We always saw Jessica when we walked SE 82nd, and sometimes I would bring she and her friends Popeye's chicken or pizza.  Her leg began to get worse and then it slowly got better.  I gradually learned more of her story.  She was from Milwaukie, Oregon where it was "much harder to be homeless" due to police harassment, and so she was grateful to have found 82nd.  She had a four year old that she had left behind with her mother, and had no idea where the boy's father was at this point.  They had started out on meth and moved up to heroin.  She had never prostituted though she usually hung out with other users, where there was a lot of "sharing" (to use a euphemism).  Then something changed. Jessica got tired of "jonesing" for dope and decided to prostitute.

The first time I noticed this I was driving by with my little children and so I couldn't stop to talk with her.  My soul cried out in pain, "No!  I have to do something about this!"  Troy couldn't take it either, and so he left and I haven't see him since.  I saw Jessica again the next evening, grotesquely painted up with make-up, and with her swollen leg and all.  I raced home to drop off my children and grabbed my tunic and some money I had gotten from my ATM the evening before.  I put the tunic on while I drove and prayed that I would make it back in time.  I spotted her down by the cheap motels and found a place to park. She had disappeared from sight, and I searched about with determination, ignoring everyone around me.

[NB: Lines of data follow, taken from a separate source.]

use crate::Result;
use crate::expr::{EvaluationScope, Evaluator};
use crate::index::ResourceIndex;
use crate::model::{Resource, Rule, Violation};
use ohno::app_err;

const LOG_TARGET: &str = "     rules";

/// Evaluate one rule against every resource it selects.
///
/// Violations come out in the order the index returns the candidates. The first
/// evaluation error aborts the rule and is returned, naming the rule and resource.
pub fn evaluate_rule<E: Evaluator>(rule: &Rule, index: &ResourceIndex, evaluator: &E) -> Result<Vec<Violation>> {
    let candidates = index.by_type_pattern(&rule.resource_type);
    log::debug!(
        target: LOG_TARGET,
        "Evaluating rule '{}' against {} resource(s) matching '{}'",
        rule.id,
        candidates.len(),
        rule.resource_type
    );

    let mut violations = Vec::new();
    for resource in candidates.iter() {
        let scope = evaluator.scope(resource);
        if violates(rule, resource, &scope).map_err(|e| app_err!("rule '{}' failed on {}: {e}", rule.id, resource.address()))? {
            violations.push(Violation::new(rule, resource));
        }
    }

    log::debug!(target: LOG_TARGET, "Rule '{}' produced {} violation(s)", rule.id, violations.len());
    Ok(violations)
}

/// Evaluate every rule in order, concatenating their violations.
pub fn evaluate_rules<E: Evaluator>(rules: &[Rule], index: &ResourceIndex, evaluator: &E) -> Result<Vec<Violation>> {
    let mut violations = Vec::new();
    for rule in rules {
        violations.extend(evaluate_rule(rule, index, evaluator)?);
    }
    Ok(violations)
}

fn violates(rule: &Rule, resource: &Resource, scope: &impl EvaluationScope) -> Result<bool> {
    if let Some(when) = &rule.when
        && !scope.evaluate(when)?
    {
        log::trace!(target: LOG_TARGET, "Skipping {} for rule '{}': gate is false", resource.address(), rule.id);
        return Ok(false);
    }

    for condition in &rule.conditions {
        if scope.evaluate(condition)? {
            log::trace!(
                target: LOG_TARGET,
                "{} violates rule '{}' on condition '{condition}'",
                resource.address(),
                rule.id
            );
            return Ok(true);
        }
    }

    Ok(false)
}


#[cfg(test)]
mod tests {
    use super::test_support::ScriptedEvaluator;
    use super::*;
    use crate::expr::{CelEvaluator, Expression};
    use crate::functions::FunctionTable;
    use crate::functions::test_support::fixed_now;
    use crate::model::Severity;
    use std::sync::Arc;

    fn rule(resource_type: &str, when: Option<&str>, conditions: &[&str]) -> Rule {
        Rule {
            id: "test_rule".to_string(),
            name: "Test rule".to_string(),
            severity: Severity::Error,
            resource_type: resource_type.to_string(),
            when: when.map(|w| Expression::new(w).unwrap()),
            conditions: conditions.iter().map(|c| Expression::new(*c).unwrap()).collect(),
            message: "bad".to_string(),
            remediation: Some("fix it".to_string()),
        }
    }

    fn index() -> ResourceIndex {
        ResourceIndex::new(vec![
            Resource::new("aws_instance", "a", "main.tf", 1, 1),
            Resource::new("aws_s3_bucket", "b", "main.tf", 5, 1),
            Resource::new("aws_instance", "c", "other.tf", 2, 3),
        ])
    }

    #[test]
    fn test_always_true_flags_every_resource_of_type_in_order() {
        let violations = evaluate_rule(&rule("aws_instance", None, &["true"]), &index(), &ScriptedEvaluator::default()).unwrap();

        let names: Vec<_> = violations.iter().map(|v| v.resource_name.as_str()).collect();
        assert_eq!(names, vec!["a", "c"]);
    }

    #[test]
    fn test_violation_carries_rule_and_resource_fields() {
        let violations = evaluate_rule(&rule("aws_s3_bucket", None, &["true"]), &index(), &ScriptedEvaluator::default()).unwrap();

        assert_eq!(
            violations,
            vec![Violation {
                rule_id: "test_rule".to_string(),
                rule_name: "Test rule".to_string(),
                severity: Severity::Error,
                message: "bad".to_string(),
                remediation: Some("fix it".to_string()),
                file: "main.tf".to_string(),
                line: 5,
                column: 1,
                resource_type: "aws_s3_bucket".to_string(),
                resource_name: "b".to_string(),
            }]
        );
    }

    #[test]
    fn test_false_gate_skips_conditions() {
        let evaluator = ScriptedEvaluator::default();
        let violations = evaluate_rule(&rule("aws_instance", Some("false"), &["true", "boom"]), &index(), &evaluator).unwrap();

        assert!(violations.is_empty());
        assert_eq!(*evaluator.log.borrow(), vec!["a:false", "c:false"]);
    }

    #[test]
    fn test_conditions_short_circuit_on_first_true() {
        let evaluator = ScriptedEvaluator::default();
        let violations = evaluate_rule(&rule("aws_s3_bucket", None, &["false", "true", "boom"]), &index(), &evaluator).unwrap();

        assert_eq!(violations.len(), 1);
        assert_eq!(*evaluator.log.borrow(), vec!["b:false", "b:true"]);
    }

    #[test]
    fn test_all_false_conditions_produce_nothing() {
        let violations = evaluate_rule(&rule("*", Some("true"), &["false", "false"]), &index(), &ScriptedEvaluator::default()).unwrap();
        assert!(violations.is_empty());
    }

    #[test]
    fn test_condition_error_aborts() {
        let err = evaluate_rule(&rule("aws_instance", None, &["boom"]), &index(), &ScriptedEvaluator::default()).unwrap_err();
        let message = err.to_string();
        assert!(message.contains("rule 'test_rule' failed on aws_instance.a"));
        assert!(message.contains("cannot evaluate 'boom'"));
    }

    #[test]
    fn test_gate_error_aborts() {
        let evaluator = ScriptedEvaluator::default();
        let err = evaluate_rule(&rule("aws_instance", Some("boom"), &["true"]), &index(), &evaluator).unwrap_err();

        assert!(err.to_string().contains("cannot evaluate 'boom'"));
        assert_eq!(*evaluator.log.borrow(), vec!["a:boom"]);
    }

    #[test]
    fn test_no_matching_resources() {
        let evaluator = ScriptedEvaluator::default();
        let violations = evaluate_rule(&rule("azurerm_*", None, &["boom"]), &index(), &evaluator).unwrap();

        assert!(violations.is_empty());
        assert!(evaluator.log.borrow().is_empty());
    }

    #[test]
    fn test_rules_evaluated_in_order() {
        let mut first = rule("aws_s3_bucket", None, &["true"]);
        first.id = "first".to_string();
        let mut second = rule("aws_instance", None, &["true"]);
        second.id = "second".to_string();

        let violations = evaluate_rules(&[first, second], &index(), &ScriptedEvaluator::default()).unwrap();
        let ids: Vec<_> = violations.iter().map(|v| format!("{}:{}", v.rule_id, v.resource_name)).collect();
        assert_eq!(ids, vec!["first:b", "second:a", "second:c"]);
    }

    #[test]
    fn test_later_rule_error_discards_everything() {
        let good = rule("aws_s3_bucket", None, &["true"]);
        let bad = rule("aws_instance", None, &["boom"]);

        assert!(evaluate_rules(&[good, bad], &index(), &ScriptedEvaluator::default()).is_err());
    }

    #[test]
    #[cfg_attr(miri, ignore)]
    fn test_end_to_end_with_cel() {
        let large = Resource::new("aws_instance", "large", "main.tf", 1, 1).with_attribute("instance_type", "t3.large");
        let micro = Resource::new("aws_instance", "micro", "main.tf", 8, 1).with_attribute("instance_type", "t3.micro");
        let index = Arc::new(ResourceIndex::new(vec![large, micro]));
        let evaluator = CelEvaluator::new(FunctionTable::standard(Arc::clone(&index), fixed_now()));

        let rule = rule("aws_instance", Some("self.instance_type == \"t3.large\""), &["true"]);
        let violations = evaluate_rule(&rule, &index, &evaluator).unwrap();

        assert_eq!(violations.len(), 1);
        assert_eq!(violations[0].resource_name, "large");
    }

    #[test]
    #[cfg_attr(miri, ignore)]
    fn test_end_to_end_non_boolean_condition_aborts() {
        let index = Arc::new(ResourceIndex::new(vec![
            Resource::new("aws_instance", "web", "main.tf", 1, 1).with_attribute("instance_type", "t3.large"),
        ]));
        let evaluator = CelEvaluator::new(FunctionTable::standard(Arc::clone(&index), fixed_now()));

        let err = evaluate_rule(&rule("aws_instance", None, &["self.instance_type"]), &index, &evaluator).unwrap_err();
        assert!(err.to_string().contains("did not return a boolean"));
    }
}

Then I saw her. She was about to drive off with a dope dealer in his early 50s.  I immediately recognized his type from my time in prison and before.  He had once been roguishly good looking, but it's a hard lifestyle.  He even had a "souped up" older model BMW that had seen better days.  Yeah, I knew what he was all about.  Jessica saw me, and asked in surprise, "What are you doing here?"  I instinctively held up the money, and said, "Looking for you."  Her eyes were sad. She pleaded, "Why didn't you come sooner?"  Then there was an opening in traffic and the dealer sped off.

I haven't seen Jessica since and that was over six months ago.  She probably became the live-in girlfriend of the dealer since she was young and clean enough to suit him.  That kind of thing is common enough.  Perhaps she has overdosed and died as have so many young people nowadays.  In any event, I can not save her, nor has God given me that mandate.  She is always in the loving gaze of the Father, and He has a perfect plan for her if only she'll accept His plan of salvation.  I'm positive that His plan does not involve me giving her money to subsidize her drug habit if only she won't prostitute.  I had not done that before and I have not thought of doing it since.  At the time I didn't care whether it was ethical or not, I just felt I HAD TO DO SOMETHING.  But it's not my world and I'm not in charge.  At the time I resented God for once more tearing out my heart and stomping on it.  I declared to God in the depths of my soul, "I can't do this! You're killing me!" From then on I started to walk the streets with a harder heart, with less innocence, with occasional swearing and a grim sense of humor.  Then the Dark Night began to fall right on time.

I've since understood that we are precisely called to open our hearts so that they are wounded.  We are called to open our hearts to our suffering brothers and sisters, just as Jesus exposes His pierced Sacred Heart.  It is a sacrifice pleasing to God, and it is sharing in His divine life.  It is also painful.

Here comes the pain...
Sometimes we are wounded by love and it is a beautiful thing.  Just the other day at the grocery store I ran into a neighbor I often see but have never spoken to.  She's a seventy year old Ukrainian immigrant woman who dresses like a peasant from the Old World.  Her son has Down syndrome, a perpetually twisted hand, and lives at home.  He likes to sweep the sidewalks and driveways.  He is well-looked after.  I made eye contact with the old woman and smiled.  She smiled back with the clear, pure eyes of the holy ones.  For an instant, her square, gray face became beautiful with divine life.  I looked away and began to weep from witnessing the divine beauty within this faithful mother.  I hid my tears from the public but I was grateful that my heart was now soft and open to God's ways, open to His Plan.  Glory be to God.